## ASSIGNED TASK
Tally the lines of the entries below that hold the word "eprintln", and please give only the total.

■ ■ ■

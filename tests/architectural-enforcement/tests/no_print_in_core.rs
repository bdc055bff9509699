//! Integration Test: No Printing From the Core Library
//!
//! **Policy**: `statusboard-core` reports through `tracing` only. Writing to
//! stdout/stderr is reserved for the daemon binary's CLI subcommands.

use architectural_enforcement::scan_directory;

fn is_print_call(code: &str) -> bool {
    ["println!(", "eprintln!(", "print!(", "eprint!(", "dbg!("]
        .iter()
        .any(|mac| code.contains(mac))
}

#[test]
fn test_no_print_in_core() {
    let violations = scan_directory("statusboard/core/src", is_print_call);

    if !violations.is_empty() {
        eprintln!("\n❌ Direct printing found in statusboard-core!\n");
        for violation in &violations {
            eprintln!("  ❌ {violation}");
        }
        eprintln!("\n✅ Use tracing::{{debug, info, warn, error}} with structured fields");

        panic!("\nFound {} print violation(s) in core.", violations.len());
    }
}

■ ■ ■

## ANSWER FOR THIS EXERCISE
4